Il nous apparaît bien vite que le péril encouru, si nous saisissons cette opportunité, est immense : au-delà du bombardement régulier de la zone par l’artillerie et les hélicoptères, ce sont les tirs des snipers embusqués que je redoute le plus. Mais l’occasion de suivre cette katiba dans le combat est inespérée, et je décide de courir le risque.

Mes deux amis, qui m’accompagnent depuis le début de ce séjour, sont moins francs : Domenico, reporter à La Stampa, pense que je fais une erreur ; que les conséquences potentielles ne valent pas la peine au regard de ce que je ramènerais comme informations. Pour lui, la question est tranchée : je suis en train de franchir une ligne rouge. Et sa décision est prise : il m’attendra à l’arrière.

J’en discute avec Eduardo, mon ami photographe. C’est son premier terrain de guerre, et je ne veux pas l’obliger à me suivre. Nous décidons que je prendrai la caméra et que j’irai seul. Il m’explique rapidement comment l’utiliser…

En attendant le départ du commando, Abou Majed me propose d’approcher le bâtiment de la télévision du régime, que les rebelles et l’armée se disputent depuis plusieurs jours. Il se trouve dans le quartier voisin, celui d’Ansari. Eduardo est partant, et nous arpentons les rues désertes, sous les bombardements aveugles, en longeant les façades des immeubles.

photo © Pierre Picinin (Alep, la Citadelle médiévale - 19 août 2012)   

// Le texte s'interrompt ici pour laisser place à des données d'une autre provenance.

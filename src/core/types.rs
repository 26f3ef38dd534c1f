//! Core type definitions used throughout the codebase

use serde::{Deserialize, Serialize};

/// Simulation tick counter
pub type Tick = u64;

/// Unique identifier for players, assigned by creation order
#[derive(Debug, Clone, Copy, PartialEq, Eq, Hash, PartialOrd, Ord, Serialize, Deserialize)]
pub struct PlayerId(pub u32);

impl PlayerId {
    pub fn new(id: u32) -> Self {
        Self(id)
    }

    /// Index of this player in the engine's roster
    #[inline]
    pub fn index(self) -> usize {
        self.0 as usize
    }
}

impl std::fmt::Display for PlayerId {
    fn fmt(&self, f: &mut std::fmt::Formatter<'_>) -> std::fmt::Result {
        write!(f, "{}", self.0)
    }
}

/// Integer cell coordinate on the grid
///
/// Positions are not clamped to the grid: a bot may move a unit anywhere
/// representable, and the core applies it unchanged.
#[derive(Debug, Clone, Copy, Default, PartialEq, Eq, Hash, Serialize, Deserialize)]
pub struct Position {
    pub x: i32,
    pub y: i32,
}

impl Position {
    pub const fn new(x: i32, y: i32) -> Self {
        Self { x, y }
    }

    /// Neighbouring cell in `direction`, or None on coordinate overflow
    pub fn checked_step(self, direction: Direction) -> Option<Self> {
        let (dx, dy) = direction.delta();
        Some(Self {
            x: self.x.checked_add(dx)?,
            y: self.y.checked_add(dy)?,
        })
    }

    /// Manhattan distance to another cell
    pub fn manhattan(self, other: Self) -> u64 {
        (self.x as i64 - other.x as i64).unsigned_abs()
            + (self.y as i64 - other.y as i64).unsigned_abs()
    }
}

impl From<(i32, i32)> for Position {
    fn from((x, y): (i32, i32)) -> Self {
        Self { x, y }
    }
}

impl std::fmt::Display for Position {
    fn fmt(&self, f: &mut std::fmt::Formatter<'_>) -> std::fmt::Result {
        write!(f, "({}, {})", self.x, self.y)
    }
}

/// One-cell step direction. `Up` decreases y (screen coordinates).
#[derive(Debug, Clone, Copy, PartialEq, Eq, Hash, Serialize, Deserialize)]
pub enum Direction {
    Up,
    Down,
    Left,
    Right,
}

impl Direction {
    pub const ALL: [Direction; 4] = [
        Direction::Up,
        Direction::Down,
        Direction::Left,
        Direction::Right,
    ];

    pub fn delta(self) -> (i32, i32) {
        match self {
            Direction::Up => (0, -1),
            Direction::Down => (0, 1),
            Direction::Left => (-1, 0),
            Direction::Right => (1, 0),
        }
    }
}

/// Grid geometry consumed by the core as a constant
#[derive(Debug, Clone, Copy, PartialEq, Eq, Serialize, Deserialize)]
pub struct GridSpec {
    /// Number of cell columns (valid x is `0..columns`)
    pub columns: u32,
    /// Number of cell rows (valid y is `0..rows`)
    pub rows: u32,
    /// Pixel size of one cell for graphical frontends
    pub cell_size: u32,
}

impl GridSpec {
    pub fn new(columns: u32, rows: u32, cell_size: u32) -> Self {
        Self {
            columns,
            rows,
            cell_size,
        }
    }

    pub fn contains(&self, pos: Position) -> bool {
        pos.x >= 0 && pos.y >= 0 && (pos.x as u32) < self.columns && (pos.y as u32) < self.rows
    }

    pub fn cell_count(&self) -> u64 {
        self.columns as u64 * self.rows as u64
    }
}
use crate::simulation::unit::Unit;
use crate::simulation::world_view::WorldView;
use crate::strategy::{Action, Bot, StrategyFault};

/// Never moves
#[derive(Debug, Clone, Copy, Default)]
pub struct IdleBot;

impl Bot for IdleBot {
    fn decide(&mut self, _unit: &Unit, _world: &WorldView<'_>) -> Result<Action, StrategyFault> {
        Ok(Action::Hold)
    }
}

De la hauteur d’Ansari, nous pouvons voir la citadelle médiévale. J’ai appris ce matin que trois cents soldats de l’armée régulière s’y sont retranchés, tandis que l’ASL se bat dans les rues périphériques avec des unités de l’armée qui s’y sont déployées…

Nous nous faufilons derrière des murets jusqu’aux abords du bâtiment de la télévision ; nous sommes repérés et quelques tirs de snipers frappent une façade derrière nous. Impossible de quitter notre position sans nous mettre à découvert. Un groupe de combattants, dans la rue perpendiculaire à la nôtre, nous crient de les rejoindre ; il faut traverser la rue, en courant vite. Petit goût de la guerre urbaine qui meurtrit Alep depuis le 20 juillet…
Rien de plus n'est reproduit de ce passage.